Unstable Crystallographic & Molecular Structures for Machine Learning of System Energies

Extended QM9 (E-QM9) includes diverse sizes (i.e. number of atoms) and compositions of OoE molecules, through extending a subset of QM9 with OoE versions of 10k of its molecules. Periodic crystals (PC) allows learning regular bonding patterns that arise in periodic structures by repeating the base crystal lattice. We use the Face-Centred Cubic (fcc) Bravais lattice for aluminium (Al) and copper (Cu) crystals. Crystal Growth (CG) contains growing crystals of increasing size and complexity. Starting from a basic fcc crystal seed of 14 atoms, new systems are generated by iteratively placing atoms at a random location on the surface of the growing crystal following its lattice pattern, with sizes ranging from 15 to 114 atoms. We use 20 random seeds for each atom type, thus creating 40 varied Al and Cu crystal growths and 4,000 stable systems.
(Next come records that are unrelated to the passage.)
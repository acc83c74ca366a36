pub mod api;
pub mod catalog;
pub mod config;
pub mod error;
pub mod html_table;
pub mod http_client;
pub mod ingest;
pub mod logging;
pub mod merge;
pub mod normalize;
pub mod roster;
pub mod season;
pub mod store;
pub mod team_identity;
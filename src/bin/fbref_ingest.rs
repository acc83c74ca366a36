use std::collections::HashSet;

use anyhow::{Context, Result, anyhow};

use fbref_stats::catalog::{Category, League, league_by_comp_id};
use fbref_stats::config::AppConfig;
use fbref_stats::http_client::HttpPageSource;
use fbref_stats::ingest::{IngestPlan, ingest_stats};
use fbref_stats::logging::init_logging;
use fbref_stats::roster::load_roster;
use fbref_stats::season::current_season;
use fbref_stats::store;

fn main() -> Result<()> {
    init_logging()?;
    let config = AppConfig::load()?;

    let args = std::env::args().skip(1).collect::<Vec<_>>();
    let run_roster = has_flag(&args, "--roster");
    let run_stats = has_flag(&args, "--stats");
    if !run_roster && !run_stats {
        return Err(anyhow!(
            "nothing to do: pass --roster and/or --stats [--leagues=9,12] [--categories=shooting,gca] [--no-delay]"
        ));
    }

    let mut conn = store::open_db(&config.database)?;
    let source = HttpPageSource::new(config.request_timeout)?;

    if run_roster {
        let summary = load_roster(&mut conn, &source).context("roster pass failed")?;
        println!(
            "Roster: {} teams seen, {} inserted",
            summary.teams_seen, summary.teams_inserted
        );
    }

    if run_stats {
        let mut plan = IngestPlan {
            league_delay: config.league_delay,
            ..IngestPlan::default()
        };
        if let Some(raw) = arg_value(&args, "--leagues") {
            plan.leagues = parse_leagues(&raw)?;
        }
        if let Some(raw) = arg_value(&args, "--categories") {
            plan.categories = parse_categories(&raw)?;
        }
        if has_flag(&args, "--no-delay") {
            plan.league_delay = std::time::Duration::ZERO;
        }

        let season = current_season();
        let summary = ingest_stats(&mut conn, &source, &plan, &season)?;

        println!("Stats ingest complete for season {}", summary.season);
        println!("Records appended: {}", summary.records_appended);
        for item in &summary.per_league {
            println!(
                "{}: categories {}/{} records={}",
                item.league, item.categories_succeeded, item.categories_total, item.records_appended
            );
            for err in item.errors.iter().take(6) {
                println!("   - {err}");
            }
        }
    }

    Ok(())
}

fn has_flag(args: &[String], flag: &str) -> bool {
    args.iter().any(|a| a == flag)
}

fn arg_value(args: &[String], name: &str) -> Option<String> {
    let prefix = format!("{name}=");
    for (idx, arg) in args.iter().enumerate() {
        if let Some(raw) = arg.strip_prefix(&prefix) {
            if !raw.trim().is_empty() {
                return Some(raw.trim().to_string());
            }
        }
        if arg == name
            && let Some(next) = args.get(idx + 1)
            && !next.trim().is_empty()
        {
            return Some(next.trim().to_string());
        }
    }
    None
}

fn parse_leagues(raw: &str) -> Result<Vec<League>> {
    let mut seen = HashSet::new();
    let mut out = Vec::new();
    for part in raw.split([',', ';', ' ']).filter(|p| !p.trim().is_empty()) {
        let id = part
            .trim()
            .parse::<u32>()
            .with_context(|| format!("invalid league id '{part}'"))?;
        let league = league_by_comp_id(id).ok_or_else(|| anyhow!("unknown league id {id}"))?;
        if seen.insert(id) {
            out.push(*league);
        }
    }
    if out.is_empty() {
        return Err(anyhow!("no league ids in '{raw}'"));
    }
    Ok(out)
}

fn parse_categories(raw: &str) -> Result<Vec<Category>> {
    let mut out = Vec::new();
    for part in raw.split([',', ';', ' ']).filter(|p| !p.trim().is_empty()) {
        let category =
            Category::from_any_slug(part).ok_or_else(|| anyhow!("unknown category '{part}'"))?;
        if !out.contains(&category) {
            out.push(category);
        }
    }
    if out.is_empty() {
        return Err(anyhow!("no categories in '{raw}'"));
    }
    Ok(out)
}
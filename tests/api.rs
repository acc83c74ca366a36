use actix_web::http::{Method, StatusCode, header};
use actix_web::{App, test, web};
use serde_json::Value;

use fbref_stats::api::{self, AppState};
use fbref_stats::catalog::Category;
use fbref_stats::config::DatabaseLocation;
use fbref_stats::merge::MergedRecord;
use fbref_stats::normalize::StatValue;
use fbref_stats::store::{Team, append_category_records, insert_team_if_absent, open_db};

fn seeded_state() -> web::Data<AppState> {
    let mut conn = open_db(&DatabaseLocation::Memory).expect("in-memory db");
    for (id, name) in [("206d90db", "Barcelona"), ("53a2f082", "Real Madrid")] {
        insert_team_if_absent(
            &conn,
            &Team {
                id: id.to_string(),
                name: name.to_string(),
                league: "La Liga".to_string(),
            },
        )
        .unwrap();
    }
    let tx = conn.transaction().unwrap();
    append_category_records(
        &tx,
        Category::KeeperAdvanced,
        &[MergedRecord {
            team_id: "206d90db".to_string(),
            season: "2025-2026".to_string(),
            values: vec![
                ("gk_psxg_for".to_string(), StatValue::Float(8.4)),
                ("gk_psxg_against".to_string(), StatValue::Float(12.1)),
            ],
        }],
    )
    .unwrap();
    tx.commit().unwrap();
    web::Data::new(AppState::new(conn))
}

#[actix_web::test]
async fn root_reports_running() {
    let app = test::init_service(App::new().app_data(seeded_state()).configure(api::configure)).await;
    let req = test::TestRequest::get().uri("/").to_request();
    let body: Value = test::call_and_read_body_json(&app, req).await;
    assert_eq!(body["message"], "FBref stats API is running");
}

#[actix_web::test]
async fn lists_teams_with_paging() {
    let app = test::init_service(App::new().app_data(seeded_state()).configure(api::configure)).await;

    let req = test::TestRequest::get().uri("/teams").to_request();
    let body: Value = test::call_and_read_body_json(&app, req).await;
    let teams = body.as_array().expect("array");
    assert_eq!(teams.len(), 2);
    assert_eq!(teams[0]["id"], "206d90db");
    assert_eq!(teams[0]["league"], "La Liga");

    let req = test::TestRequest::get()
        .uri("/teams?offset=1&limit=1")
        .to_request();
    let body: Value = test::call_and_read_body_json(&app, req).await;
    assert_eq!(body.as_array().map(Vec::len), Some(1));
    assert_eq!(body[0]["name"], "Real Madrid");
}

#[actix_web::test]
async fn limit_above_cap_is_rejected() {
    let app = test::init_service(App::new().app_data(seeded_state()).configure(api::configure)).await;
    let req = test::TestRequest::get().uri("/teams?limit=101").to_request();
    let resp = test::call_service(&app, req).await;
    assert_eq!(resp.status(), StatusCode::BAD_REQUEST);
    let body: Value = test::read_body_json(resp).await;
    assert_eq!(body["error"], "validation_error");
}

#[actix_web::test]
async fn category_lookup_by_team_and_season() {
    let app = test::init_service(App::new().app_data(seeded_state()).configure(api::configure)).await;
    let req = test::TestRequest::get()
        .uri("/teams/206d90db/keeper-advanced?season=2025-2026")
        .to_request();
    let body: Value = test::call_and_read_body_json(&app, req).await;
    assert_eq!(body["team_id"], "206d90db");
    assert_eq!(body["season"], "2025-2026");
    assert_eq!(body["gk_psxg_for"], 8.4);
    assert_eq!(body["gk_psxg_against"], 12.1);
}

#[actix_web::test]
async fn absent_record_is_null_not_an_error() {
    let app = test::init_service(App::new().app_data(seeded_state()).configure(api::configure)).await;
    for uri in [
        "/teams/206d90db/keeper-advanced?season=2019-2020",
        "/teams/53a2f082/keeper-advanced?season=2025-2026",
        "/teams/206d90db/possession?season=2025-2026",
    ] {
        let req = test::TestRequest::get().uri(uri).to_request();
        let resp = test::call_service(&app, req).await;
        assert_eq!(resp.status(), StatusCode::OK, "{uri}");
        let body: Value = test::read_body_json(resp).await;
        assert!(body.is_null(), "{uri}");
    }
}

#[actix_web::test]
async fn unknown_category_and_missing_season() {
    let app = test::init_service(App::new().app_data(seeded_state()).configure(api::configure)).await;

    let req = test::TestRequest::get()
        .uri("/teams/206d90db/keeper_adv?season=2025-2026")
        .to_request();
    let resp = test::call_service(&app, req).await;
    assert_eq!(resp.status(), StatusCode::NOT_FOUND);
    let body: Value = test::read_body_json(resp).await;
    assert_eq!(body["error"], "not_found");

    let req = test::TestRequest::get()
        .uri("/teams/206d90db/keeper-advanced")
        .to_request();
    let resp = test::call_service(&app, req).await;
    assert_eq!(resp.status(), StatusCode::BAD_REQUEST);
    let body: Value = test::read_body_json(resp).await;
    assert_eq!(body["error"], "validation_error");
}

#[actix_web::test]
async fn malformed_paging_params_use_json_errors() {
    let app = test::init_service(App::new().app_data(seeded_state()).configure(api::configure)).await;
    for uri in ["/teams?limit=abc", "/teams?offset=-1"] {
        let req = test::TestRequest::get().uri(uri).to_request();
        let resp = test::call_service(&app, req).await;
        assert_eq!(resp.status(), StatusCode::BAD_REQUEST, "{uri}");
        let body: Value = test::read_body_json(resp).await;
        assert_eq!(body["error"], "validation_error", "{uri}");
        assert!(body["message"].is_string(), "{uri}");
    }
}

#[actix_web::test]
async fn cors_preflight_allows_configured_origin() {
    let origin = "http://localhost:5173";
    let app = test::init_service(
        App::new()
            .app_data(seeded_state())
            .wrap(api::cors(origin))
            .configure(api::configure),
    )
    .await;

    let req = test::TestRequest::default()
        .method(Method::OPTIONS)
        .uri("/teams")
        .insert_header((header::ORIGIN, origin))
        .insert_header((header::ACCESS_CONTROL_REQUEST_METHOD, "GET"))
        .insert_header((header::ACCESS_CONTROL_REQUEST_HEADERS, "content-type"))
        .to_request();
    let resp = test::call_service(&app, req).await;
    assert!(resp.status().is_success());
    let headers = resp.headers();
    assert_eq!(
        headers
            .get(header::ACCESS_CONTROL_ALLOW_ORIGIN)
            .and_then(|v| v.to_str().ok()),
        Some(origin)
    );
    assert_eq!(
        headers
            .get(header::ACCESS_CONTROL_ALLOW_CREDENTIALS)
            .and_then(|v| v.to_str().ok()),
        Some("true")
    );

    let req = test::TestRequest::get()
        .uri("/teams")
        .insert_header((header::ORIGIN, origin))
        .to_request();
    let resp = test::call_service(&app, req).await;
    assert_eq!(resp.status(), StatusCode::OK);
    assert_eq!(
        resp.headers()
            .get(header::ACCESS_CONTROL_ALLOW_ORIGIN)
            .and_then(|v| v.to_str().ok()),
        Some(origin)
    );
}
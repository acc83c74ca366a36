use chrono::{Datelike, Local, NaiveDate};

/// First month of a football season; August through July belong together.
const SEASON_START_MONTH: u32 = 8;

pub fn season_for_date(date: NaiveDate) -> String {
    let year = date.year();
    if date.month() >= SEASON_START_MONTH {
        format!("{}-{}", year, year + 1)
    } else {
        format!("{}-{}", year - 1, year)
    }
}

pub fn current_season() -> String {
    season_for_date(Local::now().date_naive())
}
use anyhow::{anyhow, Result};
use image::Rgba;
use serde::{Deserialize, Serialize};
use std::collections::HashSet;
use std::path::{Path, PathBuf};
use std::time::Duration;

const DEFAULT_OUTPUT_DIR: &str = ".";
const DEFAULT_FILE_PREFIX: &str = "composite";
const DEFAULT_JPEG_QUALITY: u8 = 90;
const DEFAULT_CAPTURE_TIMEOUT_MS: u64 = 5_000;
const DEFAULT_BACKGROUND: Rgba<u8> = Rgba([0, 0, 0, 255]);

#[derive(Debug, Deserialize, Default)]
struct MosaicConfigFile {
    output: Option<OutputConfigFile>,
    #[serde(rename = "outputWidth")]
    output_width: Option<u32>,
    #[serde(rename = "outputHeight")]
    output_height: Option<u32>,
    #[serde(default)]
    cameras: Vec<DeviceConfig>,
    run: Option<RunConfigFile>,
}

#[derive(Debug, Deserialize, Default)]
struct OutputConfigFile {
    width: Option<u32>,
    height: Option<u32>,
    background: Option<String>,
}

#[derive(Debug, Deserialize, Default)]
struct RunConfigFile {
    cycles: Option<u64>,
    output_dir: Option<PathBuf>,
    file_prefix: Option<String>,
    jpeg_quality: Option<u8>,
    capture_timeout_ms: Option<u64>,
}

/// One physical camera: where to open it, what to ask for, where to draw it.
#[derive(Debug, Clone, PartialEq, Eq, Serialize, Deserialize)]
pub struct DeviceConfig {
    /// Device node (`/dev/video0`) or `stub://name` for the synthetic backend.
    pub device: String,
    pub width: u32,
    pub height: u32,
    #[serde(alias = "targetX")]
    pub target_x: u32,
    #[serde(alias = "targetY")]
    pub target_y: u32,
}

#[derive(Debug, Clone, Copy, PartialEq, Eq)]
pub struct CanvasConfig {
    pub width: u32,
    pub height: u32,
    pub background: Rgba<u8>,
}

#[derive(Debug, Clone, PartialEq, Eq)]
pub struct RunSettings {
    /// `None` runs until a shutdown signal arrives.
    pub cycles: Option<u64>,
    pub output_dir: PathBuf,
    pub file_prefix: String,
    pub jpeg_quality: u8,
    /// Longest a single capture may block before the cycle fails.
    pub capture_timeout: Duration,
}

/// Loaded configuration. Camera order is significant: it is both the
/// compositing order and the index used in cycle errors.
#[derive(Debug, Clone)]
pub struct MosaicConfig {
    pub canvas: CanvasConfig,
    pub cameras: Vec<DeviceConfig>,
    pub run: RunSettings,
}

impl MosaicConfig {
    /// Load from the file named by `MOSAIC_CONFIG`, then apply env overrides.
    pub fn load() -> Result<Self> {
        let path = std::env::var("MOSAIC_CONFIG")
            .map_err(|_| anyhow!("MOSAIC_CONFIG must name a config file"))?;
        Self::load_from(Path::new(&path))
    }

    pub fn load_from(path: &Path) -> Result<Self> {
        let file = read_config_file(path)?;
        let mut cfg = Self::from_file(file)?;
        cfg.apply_env()?;
        cfg.validate()?;
        Ok(cfg)
    }

    /// Parse a JSON document without touching the environment.
    pub fn from_json(raw: &str) -> Result<Self> {
        let file: MosaicConfigFile =
            serde_json::from_str(raw).map_err(|e| anyhow!("invalid config: {}", e))?;
        let mut cfg = Self::from_file(file)?;
        cfg.validate()?;
        Ok(cfg)
    }

    fn from_file(file: MosaicConfigFile) -> Result<Self> {
        let width = file
            .output
            .as_ref()
            .and_then(|output| output.width)
            .or(file.output_width)
            .ok_or_else(|| anyhow!("output width is required"))?;
        let height = file
            .output
            .as_ref()
            .and_then(|output| output.height)
            .or(file.output_height)
            .ok_or_else(|| anyhow!("output height is required"))?;
        let background = match file.output.and_then(|output| output.background) {
            Some(raw) => parse_background(&raw)?,
            None => DEFAULT_BACKGROUND,
        };
        let run = file.run.unwrap_or_default();
        Ok(Self {
            canvas: CanvasConfig {
                width,
                height,
                background,
            },
            cameras: file.cameras,
            run: RunSettings {
                cycles: run.cycles,
                output_dir: run
                    .output_dir
                    .unwrap_or_else(|| PathBuf::from(DEFAULT_OUTPUT_DIR)),
                file_prefix: run
                    .file_prefix
                    .unwrap_or_else(|| DEFAULT_FILE_PREFIX.to_string()),
                jpeg_quality: run.jpeg_quality.unwrap_or(DEFAULT_JPEG_QUALITY),
                capture_timeout: Duration::from_millis(
                    run.capture_timeout_ms.unwrap_or(DEFAULT_CAPTURE_TIMEOUT_MS),
                ),
            },
        })
    }

    fn apply_env(&mut self) -> Result<()> {
        if let Ok(cycles) = std::env::var("MOSAIC_CYCLES") {
            let cycles: u64 = cycles
                .trim()
                .parse()
                .map_err(|_| anyhow!("MOSAIC_CYCLES must be a non-negative integer"))?;
            self.run.cycles = Some(cycles);
        }
        if let Ok(timeout) = std::env::var("MOSAIC_CAPTURE_TIMEOUT_MS") {
            let millis: u64 = timeout
                .trim()
                .parse()
                .map_err(|_| {
                    anyhow!("MOSAIC_CAPTURE_TIMEOUT_MS must be a number of milliseconds")
                })?;
            self.run.capture_timeout = Duration::from_millis(millis);
        }
        if let Ok(dir) = std::env::var("MOSAIC_OUTPUT_DIR") {
            if !dir.trim().is_empty() {
                self.run.output_dir = PathBuf::from(dir);
            }
        }
        if let Ok(background) = std::env::var("MOSAIC_BACKGROUND") {
            if !background.trim().is_empty() {
                self.canvas.background = parse_background(&background)?;
            }
        }
        Ok(())
    }

    fn validate(&self) -> Result<()> {
        if self.canvas.width == 0 || self.canvas.height == 0 {
            return Err(anyhow!(
                "output size must be non-zero, got {}x{}",
                self.canvas.width,
                self.canvas.height
            ));
        }
        if self.cameras.is_empty() {
            return Err(anyhow!("at least one camera must be configured"));
        }
        if !(1..=100).contains(&self.run.jpeg_quality) {
            return Err(anyhow!(
                "jpeg_quality must be within 1..=100, got {}",
                self.run.jpeg_quality
            ));
        }

        if self.run.capture_timeout.is_zero() {
            return Err(anyhow!("capture_timeout_ms must be non-zero"));
        }

        let mut seen = HashSet::new();
        for camera in &self.cameras {
            if camera.width == 0 || camera.height == 0 {
                return Err(anyhow!(
                    "camera {} size must be non-zero, got {}x{}",
                    camera.device,
                    camera.width,
                    camera.height
                ));
            }
            if !seen.insert(camera.device.as_str()) {
                return Err(anyhow!("camera {} is configured twice", camera.device));
            }
            let right = u64::from(camera.target_x) + u64::from(camera.width);
            let bottom = u64::from(camera.target_y) + u64::from(camera.height);
            if right > u64::from(self.canvas.width) || bottom > u64::from(self.canvas.height) {
                log::warn!(
                    "camera {} placement ({}, {}) {}x{} extends past the {}x{} canvas and will be clipped",
                    camera.device,
                    camera.target_x,
                    camera.target_y,
                    camera.width,
                    camera.height,
                    self.canvas.width,
                    self.canvas.height
                );
            }
        }
        Ok(())
    }
}

fn read_config_file(path: &Path) -> Result<MosaicConfigFile> {
    let raw = std::fs::read_to_string(path)
        .map_err(|e| anyhow!("failed to read config file {}: {}", path.display(), e))?;
    let is_toml = path
        .extension()
        .and_then(|ext| ext.to_str())
        .is_some_and(|ext| ext.eq_ignore_ascii_case("toml"));
    let cfg = if is_toml {
        toml::from_str(&raw).map_err(|e| anyhow!("invalid config file {}: {}", path.display(), e))?
    } else {
        serde_json::from_str(&raw)
            .map_err(|e| anyhow!("invalid config file {}: {}", path.display(), e))?
    };
    Ok(cfg)
}

/// Parse `#RRGGBB`, `#RRGGBBAA` or `0xRRGGBBAA` into an RGBA color.
pub fn parse_background(value: &str) -> Result<Rgba<u8>> {
    let trimmed = value.trim();
    let hex = trimmed
        .strip_prefix('#')
        .or_else(|| trimmed.strip_prefix("0x"))
        .or_else(|| trimmed.strip_prefix("0X"))
        .ok_or_else(|| anyhow!("background '{}' must start with '#' or '0x'", value))?;
    if !matches!(hex.len(), 6 | 8) || !hex.chars().all(|c| c.is_ascii_hexdigit()) {
        return Err(anyhow!(
            "background '{}' must be RRGGBB or RRGGBBAA hex",
            value
        ));
    }
    let channel = |i: usize| u8::from_str_radix(&hex[i..i + 2], 16);
    let alpha = if hex.len() == 8 { channel(6)? } else { 255 };
    Ok(Rgba([channel(0)?, channel(2)?, channel(4)?, alpha]))
}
As a result, for a given crystal size and composition (atom type), there are 20 samples with differently located atoms. CG enables experi- menting with large scale atomic interactions in non-regular sys- tems, and enables evaluation of an ML method’s ability to learn how each atom contributes to the final potential energy. In all datasets, OoE systems are obtained by compressing/dilating all interatomic distances (i.e. isometrically) at regular intervals within 90-150% of stable geometry, which we refer to as ‘scaling’. In other words, scaling is applied to the coordinates of all atoms within the system. At each geometry, the ground-truth potential energy is calculated using CP2K7’s DFT.